Going through the nodes, this is how they map to the code above.

- The vector subtract of lines 4 and 9 from their predecesors;
- The vector add of lines 3 and 8 with their predecessors;
- The vector add of lines 2 and 7 with their predecessors;
- The vector load of
`rhs[i][j][k][2]`

and`rhs[i][j][k][3]`

; - The vector multiplication of
`dx3tx1`

with the rest of line 2 and`dx4tx1`

with the rest of line 7; - For some reason, there is no node 6;
- These are scalar loads of globals
`dx3tx1`

and`dx4tx1`

, which are non-contiguous in memory, so can’t be vectorised; - The vector multiplication of
`xxcon2`

with everything else on lines 3 and 8; - The vector add within the brackets in lines 3 and 8;
- The scalar loads of
`vs[i-1]][j][k]`

and`ws[i-1][j][k]`

which are not contiguous in memory; - The vector subtract within the brackets in lines 3 and 8;
- The scalar loads of
`vs[i+1][j][k]`

and`ws[i+1][j][k]`

which are, again, non-contiguous; - The vector multiplication of
`2.0`

with`vs[i][j][k]`

and`ws[i][j][k]`

in lines 3 and 8; - Again, no node 14;
- The actual scalar loads of
`vs[i][j][k]`

and`ws[i][j][k]`

, it’s obvious that these are non-contiguous; - The scalar load of
`xxcon2`

, which is sent to all SIMD lanes; - The multiplication of
`tx2`

with everything in brackets on lines 4 and 9.

Obviously node 0 is the final vector store back to `rhs[i][j][k][2]`

and `rhs[i][j][k][3]`

and the seed for starting vectorisation. We think the compiler has also noticed that the array `u`

is not initialised, so lines 4 and 9 are identical.

This vectorised code results in 10 vector instructions (nodes 0-5, 8, 9, 11, 13), 10 scalar instructions (nodes 7, 10, 12, 15-17), and 10 gather instructions (1 for each of the scalar nodes; where there are two lines out of a scalar, the value is broadcast to all vector lanes, using 1 instruction). The cost model used by SLP in our case assigns a cost of 1 for each of these, leading to a total vector cost of 30. If all the code had been kept as scalar, then it would have also had a cost of 30 (each vector instruction replaces 2 scalar and there would be no gathers, so the cost is 2 * 10 + 10). This leads to no benefits from vectorisation, so the code is left as scalar.

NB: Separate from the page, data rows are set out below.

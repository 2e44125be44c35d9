//! On-device recognition adapter
//!
//! The platform speech recognizer is an injected capability: the host
//! provides a [`LocalRecognizer`] implementation when the device has one,
//! and the adapter turns its raw event stream into deduplicated transcript
//! candidates plus retry/switch decisions on failure.

use std::time::Duration;

use tokio::sync::mpsc;

use crate::Result;
use crate::config::SttConfig;

/// Raw events from a platform recognizer
#[derive(Debug, Clone)]
pub enum RecognizerEvent {
    /// Partial text, may still change
    Interim(String),
    /// Finalized text for the utterance so far
    Final(String),
    /// The recognizer failed
    Error(RecognizerError),
}

/// A recognizer failure with its classification
#[derive(Debug, Clone)]
pub struct RecognizerError {
    /// What went wrong
    pub kind: RecognizerErrorKind,
    /// Backend message
    pub message: String,
}

/// Recognizer failure classes
#[derive(Debug, Clone, Copy, PartialEq, Eq)]
pub enum RecognizerErrorKind {
    /// Connectivity to the recognizer backend dropped
    Network,
    /// The audio source stalled or disappeared
    AudioCapture,
    /// A transient permission revocation
    PermissionTransient,
    /// Recognition is not available on this platform
    Unsupported,
    /// Anything else
    Other,
}

impl RecognizerErrorKind {
    /// Whether retrying locally can help
    #[must_use]
    pub const fn is_retryable(self) -> bool {
        matches!(
            self,
            Self::Network | Self::AudioCapture | Self::PermissionTransient
        )
    }
}

/// A platform speech recognizer, injected by the host.
///
/// Implementations deliver [`RecognizerEvent`]s continuously once started;
/// `pause`/`resume` bracket assistant playback on devices prone to echo
/// feedback.
pub trait LocalRecognizer: Send {
    /// Begin continuous recognition, returning the event stream
    ///
    /// # Errors
    ///
    /// Returns error if recognition cannot start
    fn start(&mut self) -> Result<mpsc::Receiver<RecognizerEvent>>;

    /// Suspend recognition without releasing resources
    fn pause(&mut self);

    /// Resume after [`LocalRecognizer::pause`]
    fn resume(&mut self);

    /// Stop recognition and release resources
    fn stop(&mut self);
}

/// What to do with a text event
#[derive(Debug, Clone, PartialEq, Eq)]
pub enum DeviceOutcome {
    /// Hand the text onward as a transcript candidate
    Forward(String),
    /// Show as a live preview only
    Preview(String),
    /// Drop: duplicate or correction of already-forwarded text
    Suppressed,
}

/// What to do after a recognizer error
#[derive(Debug, Clone, Copy, PartialEq, Eq)]
pub enum ErrorDirective {
    /// Restart the recognizer after this delay
    RetryAfter(Duration),
    /// Retries exhausted or failure non-retryable: switch the session to
    /// the cloud adapter
    SwitchToCloud,
}

/// Wraps a [`LocalRecognizer`] with dedup and failure policy
pub struct DeviceAdapter {
    recognizer: Box<dyn LocalRecognizer>,
    last_final: String,
    retries: u32,
    max_retries: u32,
    backoff_step: Duration,
    min_extension: usize,
}

impl DeviceAdapter {
    /// Wrap a recognizer with the configured policy
    #[must_use]
    pub fn new(recognizer: Box<dyn LocalRecognizer>, config: &SttConfig) -> Self {
        Self {
            recognizer,
            last_final: String::new(),
            retries: 0,
            max_retries: config.device_max_retries,
            backoff_step: config.device_retry_backoff(),
            min_extension: config.min_final_extension,
        }
    }

    /// Start the underlying recognizer
    ///
    /// # Errors
    ///
    /// Returns error if recognition cannot start
    pub fn start(&mut self) -> Result<mpsc::Receiver<RecognizerEvent>> {
        self.recognizer.start()
    }

    /// Pause the recognizer during assistant playback
    pub fn pause(&mut self) {
        self.recognizer.pause();
    }

    /// Resume after playback ends
    pub fn resume(&mut self) {
        self.recognizer.resume();
    }

    /// Stop and release the recognizer
    pub fn stop(&mut self) {
        self.recognizer.stop();
    }

    /// Process a text event, deduplicating refined finals.
    ///
    /// A final that merely extends the previously forwarded final by fewer
    /// than the configured character threshold is the same utterance being
    /// refined, not new speech, and is suppressed.
    pub fn on_text(&mut self, event: &RecognizerEvent) -> DeviceOutcome {
        match event {
            RecognizerEvent::Interim(text) => {
                let trimmed = text.trim();
                if trimmed.is_empty() {
                    DeviceOutcome::Suppressed
                } else {
                    DeviceOutcome::Preview(trimmed.to_string())
                }
            }
            RecognizerEvent::Final(text) => {
                let trimmed = text.trim();
                if trimmed.is_empty() {
                    return DeviceOutcome::Suppressed;
                }

                if trimmed == self.last_final {
                    tracing::debug!(text = trimmed, "duplicate final suppressed");
                    return DeviceOutcome::Suppressed;
                }

                let is_correction = !self.last_final.is_empty()
                    && trimmed.starts_with(&self.last_final)
                    && trimmed.chars().count() - self.last_final.chars().count()
                        < self.min_extension;
                if is_correction {
                    tracing::debug!(text = trimmed, "correction suppressed");
                    self.last_final = trimmed.to_string();
                    return DeviceOutcome::Suppressed;
                }

                self.last_final = trimmed.to_string();
                self.retries = 0;
                DeviceOutcome::Forward(trimmed.to_string())
            }
            RecognizerEvent::Error(_) => DeviceOutcome::Suppressed,
        }
    }

    /// Decide how to react to a recognizer failure.
    ///
    /// Retryable failures back off linearly up to the retry cap; anything
    /// else, or an exhausted cap, switches the session to the cloud
    /// adapter permanently (no switch-back, to avoid oscillation).
    pub fn on_error(&mut self, error: &RecognizerError) -> ErrorDirective {
        if error.kind.is_retryable() && self.retries < self.max_retries {
            self.retries += 1;
            let delay = self.backoff_step * self.retries;
            tracing::warn!(
                kind = ?error.kind,
                message = %error.message,
                retry = self.retries,
                "recognizer error, retrying"
            );
            ErrorDirective::RetryAfter(delay)
        } else {
            tracing::warn!(
                kind = ?error.kind,
                message = %error.message,
                retries = self.retries,
                "recognizer failed, switching to cloud transcription"
            );
            ErrorDirective::SwitchToCloud
        }
    }

    /// Forget the last forwarded final, e.g. when a new utterance starts
    pub fn reset_dedup(&mut self) {
        self.last_final.clear();
    }
}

However, looking at the graph it is easy to see that the left-hand side is vector-heavy, whereas the right-hand side has a lot of nasty red scalar instructions. These are obviously pushing up the costs of the graph, since they each have a cost of 2: 1 for the instruction and 1 for the gather we then require. We would love to remove them and see whether vectorisation is then profitable. Of course, this is what TSLP is all about.

TSLP goes through the graph considering the cost of all connected subgraphs that include the root. The following graph is the one it finds with the minimum cost, and therefore ultimately the one that is vectorised.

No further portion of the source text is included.